В XVIII веке термин «симпатия» обладал широким набором значений. Для Френсиса Хатчесона симпатия являлась одним из чувств, моральной способностью. Более благородное, чем слух и зрение, – ими обладали и животные, – но менее благородное, чем совесть, симпатия или сострадание делали возможной общественную жизнь. По закону человеческой природы, предшествующему любому рассуждению, симпатия действовала подобно социальной силе притяжения, заставляющей людей не зацикливаться на себе. Благодаря симпатии счастье не сводилось исключительно к удовлетворению собственных потребностей и желаний. «Словно заразная болезнь или инфекция, – заключал Хатчесон, – все наши удовольствия, даже самые низменные, странным образом усиливаются, если мы делим их с другими»[63].
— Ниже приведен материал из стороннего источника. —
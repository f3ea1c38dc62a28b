//! Racetrack command - Off-policy Monte Carlo control on a race track

use std::{
    path::PathBuf,
    sync::{Arc, Mutex},
};

use anyhow::{Context, Result};
use clap::{Parser, ValueEnum};
use serde::Serialize;

use super::play_demo;
use crate::{
    cli::{
        config::{CommonArgs, DemoArgs},
        output::{
            format_number, print_kv, print_section, print_subsection, print_training_result,
            write_summary,
        },
    },
    monte_carlo::{MonteCarloAgent, MonteCarloConfig, SavedMonteCarloAgent},
    pipeline::{MetricsObserver, TrainingConfig, TrainingMetadata, TrainingPipeline, TrainingResult},
    racetrack::{RaceTrack, TrackSpec, VelocityLimits},
};

#[derive(Debug, Clone, Copy, PartialEq, Eq, ValueEnum)]
pub enum LimitsArg {
    /// Each component in [-4, 4], never both zero
    Bidirectional,
    /// Each component in [0, 4], never both zero
    ForwardOnly,
}

impl From<LimitsArg> for VelocityLimits {
    fn from(value: LimitsArg) -> Self {
        match value {
            LimitsArg::Bidirectional => VelocityLimits::bidirectional(),
            LimitsArg::ForwardOnly => VelocityLimits::forward_only(),
        }
    }
}

#[derive(Parser, Debug)]
#[command(about = "Learn to drive a race track with off-policy Monte Carlo control")]
pub struct RacetrackArgs {
    /// Number of training episodes
    #[arg(long, short = 'e', default_value_t = 1000)]
    pub episodes: usize,

    /// Track layout as JSON; the saved agent's track with `--load`, else the
    /// classic track
    #[arg(long)]
    pub track: Option<PathBuf>,

    /// Velocity limits of the car; the saved agent's limits with `--load`,
    /// else bidirectional
    #[arg(long, value_enum)]
    pub velocity_limits: Option<LimitsArg>,

    /// Truncate episodes after this many steps; truncated episodes are not
    /// learned from
    #[arg(long)]
    pub max_episode_steps: Option<usize>,

    /// Initial action value
    #[arg(long, default_value_t = -1000.0, allow_negative_numbers = true)]
    pub q_init: f64,

    /// Continue training a saved agent
    #[arg(long)]
    pub load: Option<PathBuf>,

    /// Output file for the trained agent
    #[arg(long, short = 'O')]
    pub output: Option<PathBuf>,

    #[command(flatten)]
    pub common: CommonArgs,

    #[command(flatten)]
    pub demo: DemoArgs,
}

#[derive(Debug, Serialize)]
struct RacetrackSummary<'a> {
    training: &'a TrainingResult,
    shortest_episode: Option<usize>,
    recent_mean_length: f64,
    policy_states: usize,
    limits: VelocityLimits,
    seed: Option<u64>,
}

pub fn execute(args: RacetrackArgs) -> Result<()> {
    let saved = match &args.load {
        Some(path) => Some(
            SavedMonteCarloAgent::load_from_file(path)
                .with_context(|| format!("Failed to load agent from {}", path.display()))?,
        ),
        None => None,
    };

    // Explicit flags win over the layout and limits stored with a saved agent.
    let spec = match &args.track {
        Some(path) => TrackSpec::load(path)
            .with_context(|| format!("Failed to load track from {}", path.display()))?,
        None => saved
            .as_ref()
            .and_then(|saved| saved.track.clone())
            .unwrap_or_else(TrackSpec::classic),
    };
    let limits = match (args.velocity_limits, &saved) {
        (Some(limits), _) => VelocityLimits::from(limits),
        (None, Some(saved)) => saved.limits,
        (None, None) => VelocityLimits::bidirectional(),
    };
    let track = RaceTrack::new(spec.build()?).with_limits(limits);

    let mut agent = match &saved {
        Some(saved) => saved.to_agent()?,
        None => MonteCarloAgent::new(MonteCarloConfig {
            q_init: args.q_init,
            ..MonteCarloConfig::default()
        }),
    };

    print_section("Racetrack: off-policy Monte Carlo control");
    print_kv("Track", &format!("{} x {}", spec.cols, spec.rows));
    print_kv("Episodes", &format_number(args.episodes));
    if let Some(seed) = args.common.seed {
        print_kv("Seed", &seed.to_string());
    }

    let config = TrainingConfig {
        num_episodes: args.episodes,
        max_episode_steps: args.max_episode_steps,
        seed: args.common.seed,
        ..TrainingConfig::default()
    };
    let metrics = MetricsObserver::shared();
    let mut pipeline = args
        .common
        .attach_observers(TrainingPipeline::new(config))?
        .with_observer(Box::new(Arc::clone(&metrics)));
    let result = pipeline.run(&track, &mut agent)?;

    print_subsection("Training");
    print_training_result(&result);
    let (shortest, recent) = read_metrics(&metrics);
    if let Some(shortest) = shortest {
        print_kv("Shortest episode", &format_number(shortest));
    }
    print_kv("Last 100 mean", &format!("{recent:.2}"));
    print_kv("Policy states", &format_number(agent.policy_size()));

    if let Some(path) = &args.common.summary {
        let summary = RacetrackSummary {
            training: &result,
            shortest_episode: shortest,
            recent_mean_length: recent,
            policy_states: agent.policy_size(),
            limits,
            seed: args.common.seed,
        };
        let written = write_summary(path, &summary)?;
        println!("\nSummary written to {}", written.display());
    }

    if let Some(path) = &args.output {
        let metadata = TrainingMetadata::from_result("racetrack", &result, args.common.seed);
        SavedMonteCarloAgent::new(&agent, metadata)
            .with_track(spec.clone(), limits)
            .save_to_file(path)
            .with_context(|| format!("Failed to save agent to {}", path.display()))?;
        println!("\nAgent saved to {}", path.display());
    }

    if args.demo.demo {
        play_demo(&track, &agent, &args.demo, args.common.seed)?;
    }

    Ok(())
}

fn read_metrics(metrics: &Mutex<MetricsObserver>) -> (Option<usize>, f64) {
    let metrics = metrics
        .lock()
        .unwrap_or_else(|poisoned| poisoned.into_inner());
    (
        metrics.summary().shortest_episode,
        metrics.recent_mean_length(100),
    )
}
Адам Смит, автор «Исследования о природе и причинах богатства народов» (1776) и ученик Хатчесона, посвятил симпатии один из своих ранних трудов. В первой главе «Теории нравственных чувств» (1759) он прибегает к примеру пытки, чтобы понять, каким образом она работает. Что заставляет нас сочувствовать страданиям человека, вздернутого на дыбу? Даже если бы страдалец приходился нам родным братом, наши чувства никогда не дали бы нам представления о том, что в данную минуту испытывает этот человек. Мы можем представить себе ощущения этого страдающего человека только посредством воображения, которое позволяет нам представить себя в его положении и претерпеть те же мучения: «мы как бы ставим себя на его место, мы составляем с ним нечто единое». Процесс воображаемого отождествления – симпатии – дает наблюдателю возможность почувствовать то же, что и жертва пыток. Однако наблюдатель может достичь высшей степени нравственного совершенства, только когда делает следующий шаг и понимает, что также является субъектом подобного воображаемого отождествления. Если он сможет представить себя объектом чувств других людей, то он сможет и развить в себе «беспристрастного зрителя», который будет служить ему моральным компасом. Следовательно, для Смита автономия и симпатия идут рука об руку. Только автономная личность может развить в себе «беспристрастного зрителя»; тем не менее она может сделать это, объясняет Смит, если сначала отождествит себя с другими[64].